The problem with any type of savings account is you are not supposed to touch your money once you invest it until the end of the contract. This means if you invest £10k and for whatever reason need to withdraw £5k of that, you might not be able to, or at the very least will take some time to withdraw.
A fixed rate bond as far as I can tell is like lending money to the bank in return for a fixed interest rate that is paid out at a predetermined length of time. In turn, the bank will invest the money you 'lent' them in order to make more money from it than they pay you in interest. If they make a loss on your money they still have to pay you the fixed interest rate they quoted you before you setup the bond. So what is the difference between a fixed rate and a variable rate bond and why should you choose one over the other. As we have already worked out, a fixed rate bond's interest payments do not change, therefore it can be seen as the safer investment. This is very true however as with any investment, this is not 100% safe. Inflation is the biggest downfall of fixed term bonds and at the current rate of inflation in the UK (at time of writing near 4.5%), a 4 year bond might actually lose you money as the worth of the initial investment has gone down 4.5% each year while only making say 3% per year extra.

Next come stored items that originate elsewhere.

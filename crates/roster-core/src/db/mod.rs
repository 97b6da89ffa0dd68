//! Database layer for Roster

mod connection;
mod migrations;
mod repository;

pub use connection::Database;
pub use repository::{ConflictPolicy, LibSqlProfileRepository, ProfileRepository, StoreView};
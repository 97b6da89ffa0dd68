use tokio::sync::{watch, Mutex};

use super::payload::extract_identifier;
use crate::error::SyncResult;
use crate::models::{Profile, ProfileId};
use crate::services::ProfileStore;
use crate::util::text_prefix;

const ID_PREFIX_LEN: usize = 8;

/// Result of resolving one scanned text.
#[derive(Debug, Clone, PartialEq, Eq)]
pub enum LookupOutcome {
    /// The profile was found and is now selected
    Resolved(Profile),
    /// A valid payload naming a profile that is not stored
    NotFound { id_prefix: String, store_count: u64 },
    /// Same identifier as the last resolved one; no lookup was made
    Suppressed,
    /// The text is not a lookup payload
    InvalidPayload,
}

impl LookupOutcome {
    /// User-facing explanation for a miss.
    pub fn not_found_message(&self) -> Option<String> {
        match self {
            Self::NotFound {
                id_prefix,
                store_count,
            } => Some(format!(
                "Profile not found in the current database.\n\nScanned ID: {id_prefix}...\nDatabase has: {store_count} profiles"
            )),
            _ => None,
        }
    }
}

/// Resolves scanned payloads against the store and tracks the selected profile.
pub struct LookupResolver {
    store: ProfileStore,
    last_resolved: Mutex<Option<ProfileId>>,
    selected: watch::Sender<Option<Profile>>,
}

impl LookupResolver {
    pub fn new(store: ProfileStore) -> Self {
        let (selected, _) = watch::channel(None);
        Self {
            store,
            last_resolved: Mutex::new(None),
            selected,
        }
    }

    /// Resolve scanned text.
    ///
    /// Resolutions are serialized; a repeat of the last resolved identifier is
    /// suppressed until [`LookupResolver::reset`]. Misses are not remembered.
    pub async fn resolve(&self, text: &str) -> SyncResult<LookupOutcome> {
        let Some(id) = extract_identifier(text) else {
            return Ok(LookupOutcome::InvalidPayload);
        };

        let mut last_resolved = self.last_resolved.lock().await;
        if last_resolved.as_ref() == Some(&id) {
            return Ok(LookupOutcome::Suppressed);
        }

        let id_prefix = text_prefix(id.as_str(), ID_PREFIX_LEN);
        if let Some(profile) = self.store.get(&id).await? {
            tracing::debug!("Lookup resolved {id_prefix}...");
            *last_resolved = Some(id);
            self.selected.send_replace(Some(profile.clone()));
            return Ok(LookupOutcome::Resolved(profile));
        }

        let store_count = self.store.count().await?;
        tracing::warn!("Lookup miss for {id_prefix}... ({store_count} profiles stored)");
        Ok(LookupOutcome::NotFound {
            id_prefix,
            store_count,
        })
    }

    /// Allow the last resolved identifier to be looked up again.
    pub async fn reset(&self) {
        *self.last_resolved.lock().await = None;
    }

    pub fn selected(&self) -> Option<Profile> {
        self.selected.borrow().clone()
    }

    pub fn select(&self, profile: Profile) {
        self.selected.send_replace(Some(profile));
    }

    pub fn clear_selection(&self) {
        self.selected.send_replace(None);
    }

    pub fn subscribe_selected(&self) -> watch::Receiver<Option<Profile>> {
        self.selected.subscribe()
    }
}
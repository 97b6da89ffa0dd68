//! Profile model

use serde::{Deserialize, Serialize};
use std::fmt;
use std::str::FromStr;
use uuid::Uuid;

use crate::error::Error;
use crate::util::next_timestamp_millis;

/// Stable identifier of a stored profile.
///
/// Remote profiles get `<remote uuid>_<local creation ms>`; manual profiles get a
/// fresh UUID v7 qualified the same way. Identifiers never contain line breaks and
/// carry no surrounding whitespace, so they survive the scan payload round-trip.
#[derive(Debug, Clone, PartialEq, Eq, Hash, PartialOrd, Ord, Serialize, Deserialize)]
#[serde(try_from = "String", into = "String")]
pub struct ProfileId(String);

impl ProfileId {
    /// Build an identifier from a remote-supplied id and the local creation time.
    pub fn qualified(remote_id: &str, created_at: i64) -> Result<Self, Error> {
        let remote_id = remote_id.trim();
        if remote_id.is_empty() {
            return Err(Error::InvalidInput(
                "Remote profile id cannot be empty".to_string(),
            ));
        }
        format!("{remote_id}_{created_at}").parse()
    }

    /// Generate an identifier for a locally created profile.
    #[must_use]
    pub fn generate(created_at: i64) -> Self {
        Self(format!("{}_{created_at}", Uuid::now_v7()))
    }

    #[must_use]
    pub fn as_str(&self) -> &str {
        &self.0
    }
}

impl fmt::Display for ProfileId {
    fn fmt(&self, f: &mut fmt::Formatter<'_>) -> fmt::Result {
        f.write_str(&self.0)
    }
}

impl FromStr for ProfileId {
    type Err = Error;

    fn from_str(s: &str) -> Result<Self, Self::Err> {
        let trimmed = s.trim();
        if trimmed.is_empty() {
            return Err(Error::InvalidInput(
                "Profile id cannot be empty".to_string(),
            ));
        }
        if trimmed.contains(['\n', '\r']) {
            return Err(Error::InvalidInput(
                "Profile id cannot contain line breaks".to_string(),
            ));
        }
        Ok(Self(trimmed.to_string()))
    }
}

impl TryFrom<String> for ProfileId {
    type Error = Error;

    fn try_from(value: String) -> Result<Self, Self::Error> {
        value.parse()
    }
}

impl From<ProfileId> for String {
    fn from(value: ProfileId) -> Self {
        value.0
    }
}

/// Where a stored profile came from. Set once at creation.
#[derive(Debug, Clone, Copy, PartialEq, Eq, Hash, Serialize, Deserialize)]
#[serde(rename_all = "snake_case")]
pub enum Provenance {
    /// Mapped from a remote fetch
    Remote,
    /// Created by hand
    Manual,
}

impl Provenance {
    pub const fn is_remote(self) -> bool {
        matches!(self, Self::Remote)
    }

    pub const fn from_remote_flag(is_from_remote: bool) -> Self {
        if is_from_remote {
            Self::Remote
        } else {
            Self::Manual
        }
    }
}

#[derive(Debug, Clone, Default, PartialEq, Eq, Serialize, Deserialize)]
pub struct PersonName {
    /// Mr, Ms, Dr, ...
    pub title: String,
    pub first: String,
    pub last: String,
}

impl PersonName {
    pub fn new(
        title: impl Into<String>,
        first: impl Into<String>,
        last: impl Into<String>,
    ) -> Self {
        Self {
            title: title.into(),
            first: first.into(),
            last: last.into(),
        }
    }

    /// `"<title> <first> <last>"`, skipping empty parts.
    #[must_use]
    pub fn full_name(&self) -> String {
        [self.title.as_str(), self.first.as_str(), self.last.as_str()]
            .into_iter()
            .map(str::trim)
            .filter(|part| !part.is_empty())
            .collect::<Vec<_>>()
            .join(" ")
    }
}

/// Postal address plus geo and timezone data. Coordinates stay strings, as delivered.
#[derive(Debug, Clone, Default, PartialEq, Eq, Serialize, Deserialize)]
pub struct Location {
    pub street_number: i64,
    pub street_name: String,
    pub city: String,
    pub state: String,
    pub country: String,
    pub postcode: String,
    pub latitude: String,
    pub longitude: String,
    pub timezone_offset: String,
    pub timezone_description: String,
}

impl Location {
    /// `"<city>, <country>"`
    #[must_use]
    pub fn summary(&self) -> String {
        format!("{}, {}", self.city, self.country)
    }
}

/// An ISO date together with the whole years elapsed since it.
#[derive(Debug, Clone, Default, PartialEq, Eq, Serialize, Deserialize)]
pub struct DatedAge {
    pub date: String,
    pub age: i64,
}

/// Generated login bundle. Opaque strings; never used for authentication here.
#[derive(Clone, Default, PartialEq, Eq, Serialize, Deserialize)]
pub struct Credentials {
    /// Remote identifier, distinct from the local [`ProfileId`]
    pub uuid: String,
    pub username: String,
    pub password: String,
    pub salt: String,
    pub md5: String,
    pub sha1: String,
    pub sha256: String,
}

impl fmt::Debug for Credentials {
    fn fmt(&self, formatter: &mut fmt::Formatter<'_>) -> fmt::Result {
        formatter
            .debug_struct("Credentials")
            .field("uuid", &self.uuid)
            .field("username", &self.username)
            .field("password", &"[REDACTED]")
            .field("salt", &"[REDACTED]")
            .field("md5", &"[REDACTED]")
            .field("sha1", &"[REDACTED]")
            .field("sha256", &"[REDACTED]")
            .finish()
    }
}

/// National identifier; either half may be missing.
#[derive(Debug, Clone, Default, PartialEq, Eq, Serialize, Deserialize)]
pub struct NationalId {
    pub name: Option<String>,
    pub value: Option<String>,
}

#[derive(Debug, Clone, Default, PartialEq, Eq, Serialize, Deserialize)]
pub struct Pictures {
    pub large: String,
    pub medium: String,
    pub thumbnail: String,
}

/// A stored user profile
#[derive(Debug, Clone, PartialEq, Eq, Serialize, Deserialize)]
pub struct Profile {
    /// Unique identifier, immutable after creation
    pub id: ProfileId,
    pub gender: String,
    pub name: PersonName,
    pub email: String,
    pub phone: String,
    pub cell: String,
    /// Nationality code, e.g. `"GB"`
    pub nationality: String,
    pub location: Location,
    pub date_of_birth: DatedAge,
    pub registered: DatedAge,
    pub login: Credentials,
    pub national_id: NationalId,
    pub picture: Pictures,
    /// Local creation timestamp (Unix ms), set once
    pub created_at: i64,
    /// Set once at creation
    pub provenance: Provenance,
}

impl Profile {
    /// Create a manual profile with a fresh identifier. Remaining fields start empty.
    #[must_use]
    pub fn new_manual(name: PersonName, email: impl Into<String>) -> Self {
        let created_at = next_timestamp_millis();
        Self {
            id: ProfileId::generate(created_at),
            gender: String::new(),
            name,
            email: email.into(),
            phone: String::new(),
            cell: String::new(),
            nationality: String::new(),
            location: Location::default(),
            date_of_birth: DatedAge::default(),
            registered: DatedAge::default(),
            login: Credentials::default(),
            national_id: NationalId::default(),
            picture: Pictures::default(),
            created_at,
            provenance: Provenance::Manual,
        }
    }

    #[must_use]
    pub fn full_name(&self) -> String {
        self.name.full_name()
    }

    /// Case-insensitive substring match against first name, last name or email.
    ///
    /// An empty query matches everything.
    #[must_use]
    pub fn matches_search(&self, query: &str) -> bool {
        let query = query.to_lowercase();
        if query.is_empty() {
            return true;
        }
        [&self.name.first, &self.name.last, &self.email]
            .into_iter()
            .any(|field| field.to_lowercase().contains(&query))
    }
}
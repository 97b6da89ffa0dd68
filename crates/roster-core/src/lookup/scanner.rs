//! Latest-frame scan loop.
//!
//! Frames are pushed into a [`ScanFeed`], which holds only the newest one. A
//! running [`ScanSession`] decodes whatever frame is current, so frames that
//! arrive during a decode replace each other and are never queued.

use std::sync::Arc;

use tokio::sync::{mpsc, watch};
use tokio::task::JoinHandle;

use super::resolver::{LookupOutcome, LookupResolver};
use crate::error::SyncResult;

/// Capability that extracts the text of a visual code from a camera frame.
pub trait FrameDecoder: Send + Sync + 'static {
    type Frame: Send + Sync + 'static;

    /// `None` when the frame holds no readable code.
    fn decode_frame(&self, frame: &Self::Frame) -> Option<String>;
}

/// Producer side of the scan loop; keeps only the newest frame.
pub struct ScanFeed<F> {
    frames: watch::Sender<Option<Arc<F>>>,
}

impl<F: Send + Sync + 'static> Default for ScanFeed<F> {
    fn default() -> Self {
        Self::new()
    }
}

impl<F: Send + Sync + 'static> ScanFeed<F> {
    pub fn new() -> Self {
        let (frames, _) = watch::channel(None);
        Self { frames }
    }

    /// Replace the pending frame.
    pub fn push_frame(&self, frame: F) {
        self.frames.send_replace(Some(Arc::new(frame)));
    }

    /// Start decoding frames and resolving what they carry.
    ///
    /// Suppressed repeats and frames without a code publish nothing. The loop
    /// stops when the feed or the session is dropped.
    pub fn start<D>(&self, decoder: D, resolver: Arc<LookupResolver>) -> ScanSession
    where
        D: FrameDecoder<Frame = F>,
    {
        let mut frames = self.frames.subscribe();
        let decoder = Arc::new(decoder);
        let (outcomes, receiver) = mpsc::unbounded_channel();

        let handle = tokio::spawn(async move {
            while frames.changed().await.is_ok() {
                let Some(frame) = frames.borrow_and_update().clone() else {
                    continue;
                };

                let decoder = Arc::clone(&decoder);
                let decoded =
                    match tokio::task::spawn_blocking(move || decoder.decode_frame(&frame)).await {
                        Ok(decoded) => decoded,
                        Err(error) => {
                            tracing::warn!("Frame decode task failed: {error}");
                            continue;
                        }
                    };
                let Some(text) = decoded else {
                    continue;
                };

                let outcome = resolver.resolve(&text).await;
                if matches!(outcome, Ok(LookupOutcome::Suppressed)) {
                    continue;
                }
                if outcomes.send(outcome).is_err() {
                    break;
                }
            }
        });

        ScanSession { receiver, handle }
    }
}

/// Running scan loop. Dropping it stops the loop.
pub struct ScanSession {
    receiver: mpsc::UnboundedReceiver<SyncResult<LookupOutcome>>,
    handle: JoinHandle<()>,
}

impl ScanSession {
    /// Next published outcome; `None` once the loop has stopped.
    pub async fn next_outcome(&mut self) -> Option<SyncResult<LookupOutcome>> {
        self.receiver.recv().await
    }

    pub fn stop(self) {
        self.handle.abort();
    }
}

impl Drop for ScanSession {
    fn drop(&mut self) {
        self.handle.abort();
    }
}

Fixed rate bonds usually pay out once every 12 months but some never pay out until the end of the term of the bond. For example, you can take out a fixed rate bond over 4 years which will pay you 4% interest per year. Some bonds will pay 4% of your investment into another account at the end of the year, others will pay the 4% but put it on top of your initial investment (so you earn interest on your interest) while other bonds will not pay out anything until the end of the 4 years. The more you invest and the longer you leave it in there for without touching it represents a higher interest rate. If you only invest £1000 over 12 months for instance you will only have a return of say 1.5%. If on the other hand you invested £1,000 over 5 years you may get a return closer to 4.5% per year.
The main benefit of purchasing a fixed rate bond is you know from the very start how much money you are going to make. It is not one of those investments where you have to keep an eye on the stock market every day as no matter where the market moves, you will always be paid the fixed rate you agreed to when you took out the bond. If you have some money set aside that you could happily do without for a couple of years I suggest looking into Fixed Rate Bonds as a safe way to make money without having to know a lot about the financial world. Check out Natwest, Halifax and Scottish Widows for good examples of fixed rate bonds.